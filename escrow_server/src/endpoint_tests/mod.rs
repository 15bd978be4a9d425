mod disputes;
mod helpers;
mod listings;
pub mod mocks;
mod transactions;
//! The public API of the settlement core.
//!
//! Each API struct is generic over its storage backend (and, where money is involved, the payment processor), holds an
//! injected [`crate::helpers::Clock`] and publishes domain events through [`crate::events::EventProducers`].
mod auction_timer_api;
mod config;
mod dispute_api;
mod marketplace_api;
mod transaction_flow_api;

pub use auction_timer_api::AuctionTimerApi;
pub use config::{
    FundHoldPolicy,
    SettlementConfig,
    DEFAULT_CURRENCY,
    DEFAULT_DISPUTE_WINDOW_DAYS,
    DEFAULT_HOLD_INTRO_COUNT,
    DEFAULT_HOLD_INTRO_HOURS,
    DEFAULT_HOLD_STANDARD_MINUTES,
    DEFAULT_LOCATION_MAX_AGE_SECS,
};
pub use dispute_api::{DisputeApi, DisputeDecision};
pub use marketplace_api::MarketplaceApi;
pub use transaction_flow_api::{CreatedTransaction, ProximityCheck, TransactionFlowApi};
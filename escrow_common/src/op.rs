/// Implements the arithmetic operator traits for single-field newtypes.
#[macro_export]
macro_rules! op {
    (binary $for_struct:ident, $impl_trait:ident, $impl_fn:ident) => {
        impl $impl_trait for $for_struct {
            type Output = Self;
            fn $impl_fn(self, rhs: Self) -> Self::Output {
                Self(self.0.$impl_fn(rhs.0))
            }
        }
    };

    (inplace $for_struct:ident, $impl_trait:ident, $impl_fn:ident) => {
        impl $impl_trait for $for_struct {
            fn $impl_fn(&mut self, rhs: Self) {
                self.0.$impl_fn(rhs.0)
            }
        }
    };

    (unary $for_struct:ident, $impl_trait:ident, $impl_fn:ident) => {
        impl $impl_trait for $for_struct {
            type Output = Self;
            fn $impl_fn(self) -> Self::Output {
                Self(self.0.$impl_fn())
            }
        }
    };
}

• • •

**What is being asked:** Among the records above, find the lines that contain "ident" and copy every one.

**Response to this exercise:**
    (binary $for_struct:ident, $impl_trait:ident, $impl_fn:ident) => {
    (inplace $for_struct:ident, $impl_trait:ident, $impl_fn:ident) => {
    (unary $for_struct:ident, $impl_trait:ident, $impl_fn:ident) => {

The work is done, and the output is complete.